Every line holding the word "casing" should be copied from the material.

+ + +

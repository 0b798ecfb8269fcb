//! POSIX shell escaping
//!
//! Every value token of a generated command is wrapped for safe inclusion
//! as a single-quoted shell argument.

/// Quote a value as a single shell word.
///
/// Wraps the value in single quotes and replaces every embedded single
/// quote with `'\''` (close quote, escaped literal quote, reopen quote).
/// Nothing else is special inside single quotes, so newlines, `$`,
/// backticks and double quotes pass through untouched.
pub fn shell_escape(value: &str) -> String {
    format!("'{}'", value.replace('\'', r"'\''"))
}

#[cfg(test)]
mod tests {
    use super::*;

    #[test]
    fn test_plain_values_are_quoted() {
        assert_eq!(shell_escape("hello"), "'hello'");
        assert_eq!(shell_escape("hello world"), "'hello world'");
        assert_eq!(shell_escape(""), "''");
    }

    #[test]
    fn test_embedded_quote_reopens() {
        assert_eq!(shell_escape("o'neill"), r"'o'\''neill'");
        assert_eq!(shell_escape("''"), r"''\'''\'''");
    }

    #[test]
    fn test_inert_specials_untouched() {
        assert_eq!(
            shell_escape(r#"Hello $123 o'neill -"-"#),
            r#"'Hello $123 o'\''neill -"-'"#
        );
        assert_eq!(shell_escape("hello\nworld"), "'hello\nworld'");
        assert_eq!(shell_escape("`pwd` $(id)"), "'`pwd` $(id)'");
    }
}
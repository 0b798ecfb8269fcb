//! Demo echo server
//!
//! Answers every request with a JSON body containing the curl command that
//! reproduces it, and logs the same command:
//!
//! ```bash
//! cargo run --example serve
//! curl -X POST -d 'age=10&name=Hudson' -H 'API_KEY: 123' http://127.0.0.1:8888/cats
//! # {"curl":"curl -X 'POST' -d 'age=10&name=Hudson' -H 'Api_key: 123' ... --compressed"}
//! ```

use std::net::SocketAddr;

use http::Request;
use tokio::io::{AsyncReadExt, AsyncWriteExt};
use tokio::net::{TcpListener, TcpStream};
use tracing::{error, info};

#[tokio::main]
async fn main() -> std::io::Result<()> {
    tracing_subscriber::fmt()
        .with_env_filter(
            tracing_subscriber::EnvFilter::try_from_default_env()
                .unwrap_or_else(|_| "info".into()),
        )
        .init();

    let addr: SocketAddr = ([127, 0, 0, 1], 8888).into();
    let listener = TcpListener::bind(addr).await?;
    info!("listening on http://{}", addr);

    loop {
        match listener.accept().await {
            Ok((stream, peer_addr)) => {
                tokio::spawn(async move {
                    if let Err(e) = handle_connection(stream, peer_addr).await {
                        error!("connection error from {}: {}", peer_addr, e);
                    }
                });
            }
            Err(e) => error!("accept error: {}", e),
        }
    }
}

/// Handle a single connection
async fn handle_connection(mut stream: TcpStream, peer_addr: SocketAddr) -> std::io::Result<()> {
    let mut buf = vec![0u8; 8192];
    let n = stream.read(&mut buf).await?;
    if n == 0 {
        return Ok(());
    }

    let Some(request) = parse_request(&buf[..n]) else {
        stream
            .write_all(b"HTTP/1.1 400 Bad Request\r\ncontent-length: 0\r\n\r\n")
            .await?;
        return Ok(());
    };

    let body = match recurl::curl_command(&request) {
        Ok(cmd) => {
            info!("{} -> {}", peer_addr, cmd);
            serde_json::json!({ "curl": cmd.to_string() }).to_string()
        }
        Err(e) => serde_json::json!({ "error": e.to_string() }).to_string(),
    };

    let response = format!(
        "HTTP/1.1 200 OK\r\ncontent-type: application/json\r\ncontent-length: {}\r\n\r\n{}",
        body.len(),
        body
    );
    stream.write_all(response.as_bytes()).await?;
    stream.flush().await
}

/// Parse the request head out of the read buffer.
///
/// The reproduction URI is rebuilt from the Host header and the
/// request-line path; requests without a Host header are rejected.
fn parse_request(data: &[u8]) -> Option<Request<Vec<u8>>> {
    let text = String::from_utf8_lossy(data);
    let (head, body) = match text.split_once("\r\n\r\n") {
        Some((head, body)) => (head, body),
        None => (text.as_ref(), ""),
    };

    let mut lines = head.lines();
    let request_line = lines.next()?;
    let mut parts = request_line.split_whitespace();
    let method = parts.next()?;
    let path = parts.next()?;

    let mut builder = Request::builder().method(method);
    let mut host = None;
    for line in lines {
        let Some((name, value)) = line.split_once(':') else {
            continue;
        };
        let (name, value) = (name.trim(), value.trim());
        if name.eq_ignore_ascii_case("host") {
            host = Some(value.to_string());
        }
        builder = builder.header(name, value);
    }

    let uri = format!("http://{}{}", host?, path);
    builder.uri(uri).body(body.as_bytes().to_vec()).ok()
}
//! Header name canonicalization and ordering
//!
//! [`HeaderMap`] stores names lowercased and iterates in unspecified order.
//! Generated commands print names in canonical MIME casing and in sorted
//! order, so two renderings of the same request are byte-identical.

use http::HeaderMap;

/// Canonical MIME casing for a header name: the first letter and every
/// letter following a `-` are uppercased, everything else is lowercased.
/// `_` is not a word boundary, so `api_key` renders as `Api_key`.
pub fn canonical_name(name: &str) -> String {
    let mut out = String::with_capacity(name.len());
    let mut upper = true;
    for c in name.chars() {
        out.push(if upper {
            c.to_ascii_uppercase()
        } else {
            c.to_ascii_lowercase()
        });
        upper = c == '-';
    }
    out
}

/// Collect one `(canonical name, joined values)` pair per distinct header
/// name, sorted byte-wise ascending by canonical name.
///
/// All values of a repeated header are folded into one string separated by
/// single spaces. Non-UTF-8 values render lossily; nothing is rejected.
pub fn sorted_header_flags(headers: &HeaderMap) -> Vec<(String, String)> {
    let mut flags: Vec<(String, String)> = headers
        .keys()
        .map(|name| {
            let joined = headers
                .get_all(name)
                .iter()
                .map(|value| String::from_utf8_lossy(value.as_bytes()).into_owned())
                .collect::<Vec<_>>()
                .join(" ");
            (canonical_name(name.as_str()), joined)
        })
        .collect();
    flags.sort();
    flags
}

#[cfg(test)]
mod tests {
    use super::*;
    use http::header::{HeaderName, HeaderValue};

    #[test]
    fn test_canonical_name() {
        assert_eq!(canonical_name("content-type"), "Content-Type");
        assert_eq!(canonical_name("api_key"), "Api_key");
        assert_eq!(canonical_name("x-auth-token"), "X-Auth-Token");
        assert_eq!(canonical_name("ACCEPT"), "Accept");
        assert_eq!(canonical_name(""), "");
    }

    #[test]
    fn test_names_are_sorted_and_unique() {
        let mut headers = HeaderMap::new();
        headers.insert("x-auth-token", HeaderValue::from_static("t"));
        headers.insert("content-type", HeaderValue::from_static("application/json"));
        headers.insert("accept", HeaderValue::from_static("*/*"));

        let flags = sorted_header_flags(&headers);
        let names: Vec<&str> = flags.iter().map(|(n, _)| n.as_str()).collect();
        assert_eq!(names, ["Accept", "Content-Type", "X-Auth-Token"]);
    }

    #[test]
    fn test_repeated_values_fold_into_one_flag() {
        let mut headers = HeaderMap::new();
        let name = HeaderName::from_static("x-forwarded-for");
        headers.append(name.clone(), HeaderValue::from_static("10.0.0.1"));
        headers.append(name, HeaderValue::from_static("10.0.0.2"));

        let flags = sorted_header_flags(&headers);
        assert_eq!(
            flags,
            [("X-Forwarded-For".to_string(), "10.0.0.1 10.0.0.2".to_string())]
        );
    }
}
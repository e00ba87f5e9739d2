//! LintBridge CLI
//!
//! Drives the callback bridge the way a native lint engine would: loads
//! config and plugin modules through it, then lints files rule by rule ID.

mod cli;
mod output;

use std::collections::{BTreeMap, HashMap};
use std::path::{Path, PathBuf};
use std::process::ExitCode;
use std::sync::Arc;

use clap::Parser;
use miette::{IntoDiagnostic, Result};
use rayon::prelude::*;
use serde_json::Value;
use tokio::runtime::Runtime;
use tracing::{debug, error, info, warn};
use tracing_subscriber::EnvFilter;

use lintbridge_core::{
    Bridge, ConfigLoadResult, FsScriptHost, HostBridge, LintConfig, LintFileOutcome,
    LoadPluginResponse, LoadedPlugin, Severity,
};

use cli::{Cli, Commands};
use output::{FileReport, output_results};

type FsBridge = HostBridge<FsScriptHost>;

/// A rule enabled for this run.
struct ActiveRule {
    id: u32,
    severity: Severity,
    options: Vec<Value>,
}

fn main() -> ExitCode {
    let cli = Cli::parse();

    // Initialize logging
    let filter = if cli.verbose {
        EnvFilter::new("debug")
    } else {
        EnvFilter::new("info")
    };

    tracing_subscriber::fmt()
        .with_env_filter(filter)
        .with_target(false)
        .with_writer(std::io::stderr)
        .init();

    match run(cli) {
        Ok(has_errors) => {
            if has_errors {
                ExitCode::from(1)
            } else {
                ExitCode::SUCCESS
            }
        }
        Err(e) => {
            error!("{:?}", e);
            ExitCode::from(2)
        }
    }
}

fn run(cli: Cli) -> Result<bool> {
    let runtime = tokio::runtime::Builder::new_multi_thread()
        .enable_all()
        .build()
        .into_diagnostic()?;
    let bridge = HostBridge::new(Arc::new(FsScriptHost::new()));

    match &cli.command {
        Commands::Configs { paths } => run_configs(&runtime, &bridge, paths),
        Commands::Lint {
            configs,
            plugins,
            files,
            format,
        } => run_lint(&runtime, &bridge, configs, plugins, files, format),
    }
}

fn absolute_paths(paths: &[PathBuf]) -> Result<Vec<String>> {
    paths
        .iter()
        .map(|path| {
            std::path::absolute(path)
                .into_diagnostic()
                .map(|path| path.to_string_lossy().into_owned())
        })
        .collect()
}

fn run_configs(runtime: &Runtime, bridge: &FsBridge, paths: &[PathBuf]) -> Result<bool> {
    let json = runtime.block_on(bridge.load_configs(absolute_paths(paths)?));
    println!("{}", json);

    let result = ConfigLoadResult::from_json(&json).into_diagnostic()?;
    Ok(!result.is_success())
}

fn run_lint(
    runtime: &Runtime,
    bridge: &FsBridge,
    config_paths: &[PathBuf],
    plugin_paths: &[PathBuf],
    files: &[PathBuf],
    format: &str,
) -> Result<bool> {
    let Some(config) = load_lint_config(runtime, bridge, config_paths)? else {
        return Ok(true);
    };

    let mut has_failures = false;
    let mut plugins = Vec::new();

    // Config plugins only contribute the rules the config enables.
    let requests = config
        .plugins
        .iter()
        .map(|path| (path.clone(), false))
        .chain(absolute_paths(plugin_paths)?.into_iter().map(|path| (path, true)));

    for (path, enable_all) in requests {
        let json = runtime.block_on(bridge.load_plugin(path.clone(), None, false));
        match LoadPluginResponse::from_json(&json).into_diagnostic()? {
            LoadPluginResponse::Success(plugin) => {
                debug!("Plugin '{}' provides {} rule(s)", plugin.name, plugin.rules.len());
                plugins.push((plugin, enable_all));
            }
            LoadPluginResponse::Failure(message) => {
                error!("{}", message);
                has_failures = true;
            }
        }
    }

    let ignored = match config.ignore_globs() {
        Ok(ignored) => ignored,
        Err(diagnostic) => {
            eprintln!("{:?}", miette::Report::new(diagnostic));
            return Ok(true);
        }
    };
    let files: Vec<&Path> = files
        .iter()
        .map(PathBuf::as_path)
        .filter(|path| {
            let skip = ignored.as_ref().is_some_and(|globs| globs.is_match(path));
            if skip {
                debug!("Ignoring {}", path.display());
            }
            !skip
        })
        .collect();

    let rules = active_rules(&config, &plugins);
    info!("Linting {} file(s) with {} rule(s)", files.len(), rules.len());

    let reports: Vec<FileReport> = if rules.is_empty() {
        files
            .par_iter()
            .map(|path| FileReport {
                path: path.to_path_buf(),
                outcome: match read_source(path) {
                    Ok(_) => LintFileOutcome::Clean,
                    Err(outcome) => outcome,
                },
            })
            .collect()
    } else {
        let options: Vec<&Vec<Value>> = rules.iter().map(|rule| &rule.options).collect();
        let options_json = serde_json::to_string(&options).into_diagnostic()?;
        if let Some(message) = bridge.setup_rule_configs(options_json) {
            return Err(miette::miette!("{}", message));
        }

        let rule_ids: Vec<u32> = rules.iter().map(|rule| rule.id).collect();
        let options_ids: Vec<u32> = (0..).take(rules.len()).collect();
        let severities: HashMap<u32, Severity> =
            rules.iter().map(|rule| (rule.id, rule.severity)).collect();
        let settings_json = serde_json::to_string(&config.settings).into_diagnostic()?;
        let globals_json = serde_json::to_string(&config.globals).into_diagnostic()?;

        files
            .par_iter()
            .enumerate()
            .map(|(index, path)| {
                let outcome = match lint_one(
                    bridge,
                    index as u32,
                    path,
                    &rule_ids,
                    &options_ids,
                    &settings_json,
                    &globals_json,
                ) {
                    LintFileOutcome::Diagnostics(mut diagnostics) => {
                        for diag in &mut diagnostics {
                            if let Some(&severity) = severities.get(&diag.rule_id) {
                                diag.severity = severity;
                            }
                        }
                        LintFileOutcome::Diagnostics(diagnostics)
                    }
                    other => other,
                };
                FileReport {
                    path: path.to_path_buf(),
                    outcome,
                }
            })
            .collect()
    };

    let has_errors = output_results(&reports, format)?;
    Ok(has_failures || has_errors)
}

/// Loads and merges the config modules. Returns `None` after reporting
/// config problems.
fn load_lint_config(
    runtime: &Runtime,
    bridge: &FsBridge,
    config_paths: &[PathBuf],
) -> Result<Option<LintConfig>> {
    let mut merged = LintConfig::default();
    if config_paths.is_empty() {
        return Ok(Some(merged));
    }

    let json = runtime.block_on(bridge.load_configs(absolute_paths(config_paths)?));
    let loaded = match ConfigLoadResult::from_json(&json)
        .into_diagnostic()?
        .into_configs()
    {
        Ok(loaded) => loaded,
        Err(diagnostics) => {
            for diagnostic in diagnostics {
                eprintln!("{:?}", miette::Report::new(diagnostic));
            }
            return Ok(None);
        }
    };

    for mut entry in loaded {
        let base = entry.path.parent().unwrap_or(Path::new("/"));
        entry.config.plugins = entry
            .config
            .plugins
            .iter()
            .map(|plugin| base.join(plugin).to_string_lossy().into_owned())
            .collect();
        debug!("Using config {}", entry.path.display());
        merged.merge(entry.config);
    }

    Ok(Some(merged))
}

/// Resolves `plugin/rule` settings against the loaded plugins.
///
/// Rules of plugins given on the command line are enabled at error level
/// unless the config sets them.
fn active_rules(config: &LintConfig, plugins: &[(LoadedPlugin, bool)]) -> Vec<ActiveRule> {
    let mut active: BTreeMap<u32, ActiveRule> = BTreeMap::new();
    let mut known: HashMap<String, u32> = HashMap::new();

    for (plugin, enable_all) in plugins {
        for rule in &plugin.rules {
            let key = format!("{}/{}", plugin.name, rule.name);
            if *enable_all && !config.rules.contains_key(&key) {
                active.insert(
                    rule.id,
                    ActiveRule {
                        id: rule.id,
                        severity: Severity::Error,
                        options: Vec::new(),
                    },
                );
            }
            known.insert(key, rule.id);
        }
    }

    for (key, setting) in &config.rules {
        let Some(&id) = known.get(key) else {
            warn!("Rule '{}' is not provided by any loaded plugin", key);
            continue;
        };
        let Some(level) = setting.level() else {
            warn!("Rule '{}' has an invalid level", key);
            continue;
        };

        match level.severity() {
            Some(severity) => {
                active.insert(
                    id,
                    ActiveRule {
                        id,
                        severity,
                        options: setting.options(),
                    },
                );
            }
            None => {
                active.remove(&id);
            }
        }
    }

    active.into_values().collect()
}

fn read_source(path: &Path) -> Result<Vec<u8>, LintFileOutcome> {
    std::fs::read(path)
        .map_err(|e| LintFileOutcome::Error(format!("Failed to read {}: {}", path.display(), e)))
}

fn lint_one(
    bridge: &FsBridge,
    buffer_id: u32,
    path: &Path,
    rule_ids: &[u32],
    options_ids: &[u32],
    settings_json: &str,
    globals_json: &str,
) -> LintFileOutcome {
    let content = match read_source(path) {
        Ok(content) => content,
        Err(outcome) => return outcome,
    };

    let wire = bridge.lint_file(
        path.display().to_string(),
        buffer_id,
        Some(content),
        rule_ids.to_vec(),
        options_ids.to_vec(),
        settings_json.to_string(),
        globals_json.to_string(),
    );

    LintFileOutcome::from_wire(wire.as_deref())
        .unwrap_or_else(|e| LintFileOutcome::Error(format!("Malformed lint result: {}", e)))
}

+ + +

▸ **Answer for this exercise**:
//! Generated commands print names in canonical MIME casing and in sorted
/// Canonical MIME casing for a header name: the first letter and every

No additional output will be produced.